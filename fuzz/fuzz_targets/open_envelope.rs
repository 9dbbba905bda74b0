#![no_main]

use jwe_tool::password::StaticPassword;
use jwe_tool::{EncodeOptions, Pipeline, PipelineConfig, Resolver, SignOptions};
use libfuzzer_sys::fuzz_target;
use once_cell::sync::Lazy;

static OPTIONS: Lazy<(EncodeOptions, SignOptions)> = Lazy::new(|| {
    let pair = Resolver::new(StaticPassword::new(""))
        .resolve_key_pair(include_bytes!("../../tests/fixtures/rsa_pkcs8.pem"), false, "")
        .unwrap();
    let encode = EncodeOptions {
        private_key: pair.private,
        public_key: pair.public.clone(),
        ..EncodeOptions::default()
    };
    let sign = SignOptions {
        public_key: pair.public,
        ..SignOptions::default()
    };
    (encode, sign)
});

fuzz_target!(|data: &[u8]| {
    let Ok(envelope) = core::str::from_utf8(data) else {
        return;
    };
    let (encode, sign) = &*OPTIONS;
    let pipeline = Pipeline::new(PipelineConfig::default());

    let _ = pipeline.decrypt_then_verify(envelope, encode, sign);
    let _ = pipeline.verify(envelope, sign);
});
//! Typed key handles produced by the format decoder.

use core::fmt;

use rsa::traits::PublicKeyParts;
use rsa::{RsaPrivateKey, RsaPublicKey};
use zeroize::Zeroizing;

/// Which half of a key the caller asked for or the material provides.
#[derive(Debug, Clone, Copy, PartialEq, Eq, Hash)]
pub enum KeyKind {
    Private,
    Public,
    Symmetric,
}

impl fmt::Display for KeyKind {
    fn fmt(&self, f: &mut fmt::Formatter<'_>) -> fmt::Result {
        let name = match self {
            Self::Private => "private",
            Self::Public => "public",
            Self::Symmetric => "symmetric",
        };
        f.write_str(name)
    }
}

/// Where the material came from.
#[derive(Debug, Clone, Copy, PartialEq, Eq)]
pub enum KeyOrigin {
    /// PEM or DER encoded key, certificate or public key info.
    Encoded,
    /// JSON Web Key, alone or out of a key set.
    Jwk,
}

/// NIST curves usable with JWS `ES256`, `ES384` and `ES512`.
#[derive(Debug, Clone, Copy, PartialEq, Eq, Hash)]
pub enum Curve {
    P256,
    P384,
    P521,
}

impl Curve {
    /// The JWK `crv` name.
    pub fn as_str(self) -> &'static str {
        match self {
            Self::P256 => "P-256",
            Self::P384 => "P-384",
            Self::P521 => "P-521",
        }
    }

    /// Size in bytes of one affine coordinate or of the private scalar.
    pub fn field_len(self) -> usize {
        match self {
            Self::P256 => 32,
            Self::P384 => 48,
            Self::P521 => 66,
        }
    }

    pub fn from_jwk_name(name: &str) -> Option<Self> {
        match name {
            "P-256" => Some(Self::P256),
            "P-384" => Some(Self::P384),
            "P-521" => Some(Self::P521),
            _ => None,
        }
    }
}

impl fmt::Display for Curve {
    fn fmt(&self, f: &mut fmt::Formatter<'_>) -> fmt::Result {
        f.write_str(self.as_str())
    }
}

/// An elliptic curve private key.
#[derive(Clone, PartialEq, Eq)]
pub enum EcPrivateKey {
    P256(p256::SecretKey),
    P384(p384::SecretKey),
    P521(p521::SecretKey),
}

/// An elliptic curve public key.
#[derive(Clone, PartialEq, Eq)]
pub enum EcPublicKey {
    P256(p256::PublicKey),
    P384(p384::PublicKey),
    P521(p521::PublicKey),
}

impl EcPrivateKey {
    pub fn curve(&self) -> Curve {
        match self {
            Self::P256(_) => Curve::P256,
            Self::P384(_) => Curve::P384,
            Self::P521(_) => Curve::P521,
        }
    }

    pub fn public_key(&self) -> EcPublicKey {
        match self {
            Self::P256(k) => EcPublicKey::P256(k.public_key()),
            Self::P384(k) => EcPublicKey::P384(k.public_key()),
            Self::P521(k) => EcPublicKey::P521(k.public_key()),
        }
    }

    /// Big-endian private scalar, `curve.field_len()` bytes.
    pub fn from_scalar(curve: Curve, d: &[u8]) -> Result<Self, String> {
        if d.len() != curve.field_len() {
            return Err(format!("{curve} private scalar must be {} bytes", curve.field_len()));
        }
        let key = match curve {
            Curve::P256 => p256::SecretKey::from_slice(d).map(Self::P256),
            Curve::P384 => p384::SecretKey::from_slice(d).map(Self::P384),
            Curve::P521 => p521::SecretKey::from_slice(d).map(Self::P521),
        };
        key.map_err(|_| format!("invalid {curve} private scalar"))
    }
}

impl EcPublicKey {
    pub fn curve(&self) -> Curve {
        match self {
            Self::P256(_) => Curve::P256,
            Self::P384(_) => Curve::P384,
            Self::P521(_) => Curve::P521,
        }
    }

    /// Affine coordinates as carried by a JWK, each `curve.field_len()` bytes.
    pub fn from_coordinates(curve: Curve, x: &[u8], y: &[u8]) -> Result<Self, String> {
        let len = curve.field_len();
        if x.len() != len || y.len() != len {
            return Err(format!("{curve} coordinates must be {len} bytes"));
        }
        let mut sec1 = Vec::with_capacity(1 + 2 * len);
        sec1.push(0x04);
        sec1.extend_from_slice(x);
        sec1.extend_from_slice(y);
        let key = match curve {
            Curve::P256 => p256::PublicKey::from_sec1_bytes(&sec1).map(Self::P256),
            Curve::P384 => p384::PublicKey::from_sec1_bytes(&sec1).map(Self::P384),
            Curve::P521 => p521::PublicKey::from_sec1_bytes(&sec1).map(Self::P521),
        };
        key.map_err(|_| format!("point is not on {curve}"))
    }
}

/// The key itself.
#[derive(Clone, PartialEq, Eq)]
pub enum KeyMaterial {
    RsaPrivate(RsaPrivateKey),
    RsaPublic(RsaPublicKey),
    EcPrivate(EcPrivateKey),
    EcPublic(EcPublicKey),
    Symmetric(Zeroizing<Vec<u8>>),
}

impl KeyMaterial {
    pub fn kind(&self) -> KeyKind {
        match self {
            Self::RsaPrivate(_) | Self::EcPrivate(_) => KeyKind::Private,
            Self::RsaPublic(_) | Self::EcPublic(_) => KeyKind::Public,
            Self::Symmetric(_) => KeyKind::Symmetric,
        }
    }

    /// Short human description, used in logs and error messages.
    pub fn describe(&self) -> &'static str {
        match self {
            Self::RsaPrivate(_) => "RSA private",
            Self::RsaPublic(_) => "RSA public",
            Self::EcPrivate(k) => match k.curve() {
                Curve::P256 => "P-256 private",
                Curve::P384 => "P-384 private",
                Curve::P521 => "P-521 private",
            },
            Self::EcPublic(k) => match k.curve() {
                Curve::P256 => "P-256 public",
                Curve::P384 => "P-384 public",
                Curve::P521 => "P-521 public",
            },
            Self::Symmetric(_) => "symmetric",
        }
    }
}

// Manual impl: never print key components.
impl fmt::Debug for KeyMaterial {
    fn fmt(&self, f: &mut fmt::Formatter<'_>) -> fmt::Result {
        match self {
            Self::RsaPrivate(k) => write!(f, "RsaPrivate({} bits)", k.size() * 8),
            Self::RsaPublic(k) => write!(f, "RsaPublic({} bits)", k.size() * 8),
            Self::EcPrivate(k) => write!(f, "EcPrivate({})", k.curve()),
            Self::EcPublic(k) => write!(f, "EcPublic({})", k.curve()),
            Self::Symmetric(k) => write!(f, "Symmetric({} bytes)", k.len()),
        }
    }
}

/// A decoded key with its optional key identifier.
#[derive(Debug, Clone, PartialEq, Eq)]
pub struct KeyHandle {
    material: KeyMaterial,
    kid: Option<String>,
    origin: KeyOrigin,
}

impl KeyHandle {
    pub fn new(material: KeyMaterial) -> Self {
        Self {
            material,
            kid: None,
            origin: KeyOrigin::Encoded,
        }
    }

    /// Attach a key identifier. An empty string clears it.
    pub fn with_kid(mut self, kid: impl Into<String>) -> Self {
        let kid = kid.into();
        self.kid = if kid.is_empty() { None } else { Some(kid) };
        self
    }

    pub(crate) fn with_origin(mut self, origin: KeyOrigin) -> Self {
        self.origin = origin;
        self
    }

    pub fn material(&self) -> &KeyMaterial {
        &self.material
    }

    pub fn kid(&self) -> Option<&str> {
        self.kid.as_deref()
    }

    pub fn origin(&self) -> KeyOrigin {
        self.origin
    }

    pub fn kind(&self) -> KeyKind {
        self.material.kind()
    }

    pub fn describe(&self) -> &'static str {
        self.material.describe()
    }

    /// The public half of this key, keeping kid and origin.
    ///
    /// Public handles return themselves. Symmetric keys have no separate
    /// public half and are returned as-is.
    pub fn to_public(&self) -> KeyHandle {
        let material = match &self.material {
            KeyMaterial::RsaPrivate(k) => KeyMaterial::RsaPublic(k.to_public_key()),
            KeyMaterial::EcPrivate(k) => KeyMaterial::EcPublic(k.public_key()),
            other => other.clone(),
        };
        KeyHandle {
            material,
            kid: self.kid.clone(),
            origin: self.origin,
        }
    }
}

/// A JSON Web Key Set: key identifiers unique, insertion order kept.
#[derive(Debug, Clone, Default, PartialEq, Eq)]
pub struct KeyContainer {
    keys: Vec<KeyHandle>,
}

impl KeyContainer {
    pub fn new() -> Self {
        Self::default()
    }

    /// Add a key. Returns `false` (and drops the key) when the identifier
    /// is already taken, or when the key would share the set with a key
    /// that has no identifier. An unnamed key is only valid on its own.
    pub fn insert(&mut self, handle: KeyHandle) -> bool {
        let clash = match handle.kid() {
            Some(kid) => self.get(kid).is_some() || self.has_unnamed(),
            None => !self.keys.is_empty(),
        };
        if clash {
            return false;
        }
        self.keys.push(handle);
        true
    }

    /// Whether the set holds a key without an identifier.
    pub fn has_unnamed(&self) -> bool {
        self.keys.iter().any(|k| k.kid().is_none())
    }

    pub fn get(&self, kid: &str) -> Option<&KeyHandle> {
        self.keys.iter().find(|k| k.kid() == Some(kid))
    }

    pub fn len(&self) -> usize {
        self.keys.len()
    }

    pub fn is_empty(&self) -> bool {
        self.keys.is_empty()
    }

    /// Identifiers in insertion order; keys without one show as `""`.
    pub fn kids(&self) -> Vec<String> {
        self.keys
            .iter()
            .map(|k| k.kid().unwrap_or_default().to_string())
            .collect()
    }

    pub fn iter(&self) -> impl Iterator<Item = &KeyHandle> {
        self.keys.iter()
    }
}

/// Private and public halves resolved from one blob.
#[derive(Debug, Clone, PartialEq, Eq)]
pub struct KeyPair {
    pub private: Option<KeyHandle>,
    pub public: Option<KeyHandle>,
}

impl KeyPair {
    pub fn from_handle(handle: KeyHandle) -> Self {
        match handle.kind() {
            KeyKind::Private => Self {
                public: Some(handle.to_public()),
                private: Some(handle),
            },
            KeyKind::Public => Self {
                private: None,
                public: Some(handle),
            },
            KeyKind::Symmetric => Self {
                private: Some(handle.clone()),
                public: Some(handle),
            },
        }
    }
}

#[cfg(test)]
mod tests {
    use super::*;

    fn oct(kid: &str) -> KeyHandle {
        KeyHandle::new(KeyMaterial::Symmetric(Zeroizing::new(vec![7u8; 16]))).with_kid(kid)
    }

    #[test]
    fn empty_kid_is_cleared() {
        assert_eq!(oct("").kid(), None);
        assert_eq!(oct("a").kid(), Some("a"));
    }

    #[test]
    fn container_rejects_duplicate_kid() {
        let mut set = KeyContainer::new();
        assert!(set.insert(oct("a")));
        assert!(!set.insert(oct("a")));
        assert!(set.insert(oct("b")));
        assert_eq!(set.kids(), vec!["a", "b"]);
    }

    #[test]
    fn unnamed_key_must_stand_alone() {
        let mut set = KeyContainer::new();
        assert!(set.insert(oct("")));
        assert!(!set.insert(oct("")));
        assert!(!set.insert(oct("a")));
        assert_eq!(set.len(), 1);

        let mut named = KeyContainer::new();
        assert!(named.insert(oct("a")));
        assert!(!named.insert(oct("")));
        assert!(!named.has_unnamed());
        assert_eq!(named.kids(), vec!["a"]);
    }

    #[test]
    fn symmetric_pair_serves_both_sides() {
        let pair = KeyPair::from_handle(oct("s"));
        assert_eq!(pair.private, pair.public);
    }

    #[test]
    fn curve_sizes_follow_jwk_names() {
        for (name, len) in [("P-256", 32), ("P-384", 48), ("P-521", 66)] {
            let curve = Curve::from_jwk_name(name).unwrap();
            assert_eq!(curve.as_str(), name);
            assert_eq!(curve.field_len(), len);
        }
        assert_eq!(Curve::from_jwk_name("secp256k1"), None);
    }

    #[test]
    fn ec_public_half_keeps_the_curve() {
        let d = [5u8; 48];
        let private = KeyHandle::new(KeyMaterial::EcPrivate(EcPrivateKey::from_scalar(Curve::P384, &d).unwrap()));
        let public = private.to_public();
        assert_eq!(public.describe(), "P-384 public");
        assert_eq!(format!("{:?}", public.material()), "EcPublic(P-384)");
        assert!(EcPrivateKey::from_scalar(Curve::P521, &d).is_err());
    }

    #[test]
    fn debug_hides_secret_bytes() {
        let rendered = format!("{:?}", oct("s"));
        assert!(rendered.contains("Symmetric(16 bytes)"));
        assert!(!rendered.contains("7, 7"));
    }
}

PROBLEM STATEMENT:
Read the entries and pick out all lines that include the word "data".

FINISHED EXERCISE:
fuzz_target!(|data: &[u8]| {
    let Ok(envelope) = core::str::from_utf8(data) else {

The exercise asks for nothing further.